Korea Aerospace University (한국항공대학교 (Traditional Chinese: 韓國航空大學校) [Han'guk Hang-gong Dae-hak-gyo]) is a private university located in Goyang, Gyeonggi, South Korea.

History

Beginnings (1950s–1960s) 
Korea Aerospace University was established as a national school on June 16, 1952. During the Korean War, under the Charter for Transport School, which was granted by the Ministry of Transportation (which is now the Ministry of Land, Transport, and Maritime Affairs) to develop a civil aviation industry. The university primarily started as a two-year course school, solely with three departments: Department of Flight Operation, Department of Aircraft Power, and Department of Telecommunication Engineering. Its status had been elevated by 1953.

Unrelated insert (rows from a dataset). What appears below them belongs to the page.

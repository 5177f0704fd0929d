//! Descriptive statistics over a closing-price series.
//!
//! Every function takes prices oldest first and validates its preconditions
//! before computing anything: a series that is too short, a window that does
//! not fit, or a non-finite price is rejected with [`StatsError`] instead of
//! producing `NaN` or infinity. Finite prices large enough to overflow the
//! intermediate sums are rejected the same way.
//!
//! | Function | Minimum length | Output |
//! |----------|----------------|--------|
//! | [`standard_deviation`] | 2 | sample standard deviation (n − 1) |
//! | [`linear_regression`] | 2 | least-squares intercept and slope over t = 1..n |
//! | [`moving_average`] | `period` | one mean per sliding window |
//! | [`resistance_and_support`] | 1 | max/min and index-floor quartiles |
//!
//! ```rust
//! use stockweb_core::stats;
//!
//! let prices = [1.0, 2.0, 3.0, 4.0, 5.0];
//! assert_eq!(stats::moving_average(&prices, 3).unwrap(), vec![2.0, 3.0, 4.0]);
//! ```

use serde::Serialize;
use thiserror::Error;

/// Rejection reasons for statistics inputs.
#[derive(Debug, Error, Clone, Copy, PartialEq, Eq)]
pub enum StatsError {
    #[error("price series must not be empty")]
    EmptySeries,
    #[error("price series needs at least {required} closing prices, got {actual}")]
    TooShort { required: usize, actual: usize },
    #[error("period must be between 1 and {len}, got {period}")]
    InvalidPeriod { period: usize, len: usize },
    #[error("closing price at position {index} is not a finite number")]
    NonFiniteValue { index: usize },
    #[error("{statistic} is out of range for these closing prices")]
    NonFiniteResult { statistic: &'static str },
}

/// Least-squares line `price = b0 + b1 * t`, with `t` counting trading days from 1.
#[derive(Debug, Clone, Copy, PartialEq, Serialize)]
pub struct RegressionResult {
    #[serde(rename = "b0")]
    pub intercept: f64,
    #[serde(rename = "b1")]
    pub slope: f64,
}

/// Price ceilings and floors over the series.
#[derive(Debug, Clone, Copy, PartialEq, Serialize)]
#[serde(rename_all = "PascalCase")]
pub struct ResistanceSupport {
    pub major_resistance: f64,
    pub major_support: f64,
    pub minor_resistance: f64,
    pub minor_support: f64,
}

/// Sample standard deviation, dividing the squared deviations by `n - 1`.
pub fn standard_deviation(prices: &[f64]) -> Result<f64, StatsError> {
    ensure_min_len(prices, 2)?;
    ensure_finite(prices)?;

    let mean = mean(prices);
    let sum_squared_deviations = prices
        .iter()
        .map(|price| (price - mean).powi(2))
        .sum::<f64>();

    let deviation = (sum_squared_deviations / (prices.len() - 1) as f64).sqrt();
    ensure_finite_result("standard deviation", deviation)
}

/// Ordinary least-squares fit of the prices against their 1-based position.
///
/// With `t̄ = (n + 1) / 2` and `ȳ` the mean price:
/// `b1 = Σ(t − t̄)(y − ȳ) / Σ(t − t̄)²` and `b0 = ȳ − b1·t̄`.
pub fn linear_regression(prices: &[f64]) -> Result<RegressionResult, StatsError> {
    ensure_min_len(prices, 2)?;
    ensure_finite(prices)?;

    let n = prices.len() as f64;
    let t_bar = (n + 1.0) / 2.0;
    let y_bar = mean(prices);

    let (numerator, denominator) = prices.iter().enumerate().fold(
        (0.0, 0.0),
        |(numerator, denominator), (index, price)| {
            let dt = (index + 1) as f64 - t_bar;
            (numerator + dt * (price - y_bar), denominator + dt * dt)
        },
    );

    let slope = ensure_finite_result("regression slope", numerator / denominator)?;
    let intercept = ensure_finite_result("regression intercept", y_bar - slope * t_bar)?;
    Ok(RegressionResult { intercept, slope })
}

/// Simple moving average with stride 1; yields `len - period + 1` values.
pub fn moving_average(prices: &[f64], period: usize) -> Result<Vec<f64>, StatsError> {
    if prices.is_empty() {
        return Err(StatsError::EmptySeries);
    }
    if period == 0 || period > prices.len() {
        return Err(StatsError::InvalidPeriod {
            period,
            len: prices.len(),
        });
    }
    ensure_finite(prices)?;

    prices
        .windows(period)
        .map(|window| {
            ensure_finite_result("moving average", window.iter().sum::<f64>() / period as f64)
        })
        .collect()
}

/// Major levels are the extremes; minor levels are the sorted prices at
/// positions `n / 4` and `3n / 4` (floored, no interpolation).
pub fn resistance_and_support(prices: &[f64]) -> Result<ResistanceSupport, StatsError> {
    ensure_min_len(prices, 1)?;
    ensure_finite(prices)?;

    let (min, max) = prices
        .iter()
        .fold((f64::INFINITY, f64::NEG_INFINITY), |(min, max), &price| {
            (min.min(price), max.max(price))
        });

    let mut sorted = prices.to_vec();
    sorted.sort_by(f64::total_cmp);
    let n = sorted.len();

    Ok(ResistanceSupport {
        major_resistance: max,
        major_support: min,
        minor_resistance: sorted[3 * n / 4],
        minor_support: sorted[n / 4],
    })
}

fn mean(prices: &[f64]) -> f64 {
    prices.iter().sum::<f64>() / prices.len() as f64
}

fn ensure_min_len(prices: &[f64], required: usize) -> Result<(), StatsError> {
    match prices.len() {
        0 => Err(StatsError::EmptySeries),
        actual if actual < required => Err(StatsError::TooShort { required, actual }),
        _ => Ok(()),
    }
}

fn ensure_finite(prices: &[f64]) -> Result<(), StatsError> {
    match prices.iter().position(|price| !price.is_finite()) {
        Some(index) => Err(StatsError::NonFiniteValue { index }),
        None => Ok(()),
    }
}

fn ensure_finite_result(statistic: &'static str, value: f64) -> Result<f64, StatsError> {
    if value.is_finite() {
        Ok(value)
    } else {
        Err(StatsError::NonFiniteResult { statistic })
    }
}

#[cfg(test)]
mod tests {
    use super::*;

    const RAMP: [f64; 5] = [1.0, 2.0, 3.0, 4.0, 5.0];

    fn assert_close(actual: f64, expected: f64) {
        assert!(
            (actual - expected).abs() < 1e-9,
            "expected {expected}, got {actual}"
        );
    }

    #[test]
    fn standard_deviation_of_ramp_uses_sample_estimator() {
        let value = standard_deviation(&RAMP).expect("valid series");
        assert_close(value, 2.5_f64.sqrt());
    }

    #[test]
    fn standard_deviation_of_constant_series_is_zero() {
        assert_eq!(standard_deviation(&[7.5; 6]), Ok(0.0));
    }

    #[test]
    fn standard_deviation_rejects_single_price() {
        assert_eq!(
            standard_deviation(&[10.0]),
            Err(StatsError::TooShort {
                required: 2,
                actual: 1
            })
        );
    }

    #[test]
    fn standard_deviation_rejects_empty_series() {
        assert_eq!(standard_deviation(&[]), Err(StatsError::EmptySeries));
    }

    #[test]
    fn regression_on_ramp_has_unit_slope_and_zero_intercept() {
        let fit = linear_regression(&RAMP).expect("valid series");
        assert_close(fit.slope, 1.0);
        assert_close(fit.intercept, 0.0);
    }

    #[test]
    fn regression_recovers_line_coefficients() {
        let prices = (1..=30_i32)
            .map(|t| 12.5 - 0.75 * f64::from(t))
            .collect::<Vec<_>>();

        let fit = linear_regression(&prices).expect("valid series");
        assert_close(fit.intercept, 12.5);
        assert_close(fit.slope, -0.75);
    }

    #[test]
    fn regression_rejects_degenerate_single_point() {
        assert!(matches!(
            linear_regression(&[3.0]),
            Err(StatsError::TooShort { .. })
        ));
    }

    #[test]
    fn regression_serializes_as_b0_b1() {
        let fit = RegressionResult {
            intercept: 1.5,
            slope: 0.25,
        };
        let json = serde_json::to_value(fit).expect("serializable");
        assert_eq!(json, serde_json::json!({ "b0": 1.5, "b1": 0.25 }));
    }

    #[test]
    fn moving_average_of_ramp() {
        assert_eq!(moving_average(&RAMP, 3), Ok(vec![2.0, 3.0, 4.0]));
    }

    #[test]
    fn moving_average_with_full_period_is_overall_mean() {
        assert_eq!(moving_average(&RAMP, 5), Ok(vec![3.0]));
    }

    #[test]
    fn moving_average_with_unit_period_echoes_input() {
        assert_eq!(moving_average(&RAMP, 1), Ok(RAMP.to_vec()));
    }

    #[test]
    fn moving_average_rejects_period_outside_series() {
        assert_eq!(
            moving_average(&RAMP, 0),
            Err(StatsError::InvalidPeriod { period: 0, len: 5 })
        );
        assert_eq!(
            moving_average(&RAMP, 6),
            Err(StatsError::InvalidPeriod { period: 6, len: 5 })
        );
    }

    #[test]
    fn resistance_and_support_uses_index_floor_quartiles() {
        let levels = resistance_and_support(&[4.0, 1.0, 5.0, 3.0, 2.0]).expect("valid series");

        assert_eq!(levels.major_resistance, 5.0);
        assert_eq!(levels.major_support, 1.0);
        assert_eq!(levels.minor_resistance, 4.0);
        assert_eq!(levels.minor_support, 2.0);
    }

    #[test]
    fn resistance_and_support_of_single_price_collapses() {
        let levels = resistance_and_support(&[9.0]).expect("valid series");
        assert_eq!(levels.major_support, 9.0);
        assert_eq!(levels.minor_support, 9.0);
        assert_eq!(levels.minor_resistance, 9.0);
        assert_eq!(levels.major_resistance, 9.0);
    }

    #[test]
    fn resistance_and_support_serializes_with_pascal_case_keys() {
        let levels = resistance_and_support(&RAMP).expect("valid series");
        let json = serde_json::to_value(levels).expect("serializable");
        assert_eq!(
            json,
            serde_json::json!({
                "MajorResistance": 5.0,
                "MajorSupport": 1.0,
                "MinorResistance": 4.0,
                "MinorSupport": 2.0,
            })
        );
    }

    #[test]
    fn resistance_and_support_rejects_empty_series() {
        assert_eq!(resistance_and_support(&[]), Err(StatsError::EmptySeries));
    }

    #[test]
    fn non_finite_prices_are_rejected_everywhere() {
        let prices = [1.0, f64::NAN, 3.0];
        let expected = StatsError::NonFiniteValue { index: 1 };

        assert_eq!(standard_deviation(&prices), Err(expected));
        assert_eq!(linear_regression(&prices), Err(expected));
        assert_eq!(moving_average(&prices, 2), Err(expected));
        assert_eq!(resistance_and_support(&prices), Err(expected));
    }

    #[test]
    fn overflowing_prices_are_rejected_instead_of_returning_infinity() {
        let huge = [f64::MAX; 3];

        assert_eq!(
            standard_deviation(&huge),
            Err(StatsError::NonFiniteResult {
                statistic: "standard deviation"
            })
        );
        assert!(matches!(
            linear_regression(&huge),
            Err(StatsError::NonFiniteResult { .. })
        ));
        assert_eq!(
            moving_average(&huge, 2),
            Err(StatsError::NonFiniteResult {
                statistic: "moving average"
            })
        );
    }

    #[test]
    fn squared_deviation_overflow_is_rejected() {
        assert!(matches!(
            standard_deviation(&[1e200, -1e200]),
            Err(StatsError::NonFiniteResult { .. })
        ));
    }

    #[test]
    fn extreme_prices_still_have_finite_levels() {
        let levels = resistance_and_support(&[f64::MAX, 1.0, f64::MAX]).expect("valid series");
        assert_eq!(levels.major_resistance, f64::MAX);
        assert_eq!(levels.major_support, 1.0);
    }
}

After the War, the campus moved to Seoul in 1962, then to Goyang City, Gyeonggi-do in 1963, where it stands today. The school buildings were constructed, including the Hangar, the Flight Training Center, and the Electronics & Telecommunication Building. Several institutes such as the Central Library, the Maintenance Factory, the Wireless Lab, the Aviation Research Institute, the Training School for Aviation Tech were also opened.

Strengthened (1970s–1990s) 

In 1979, the university was taken over by Jungseok Foundation, established by Hanjin Group, and it transitioned into a private university.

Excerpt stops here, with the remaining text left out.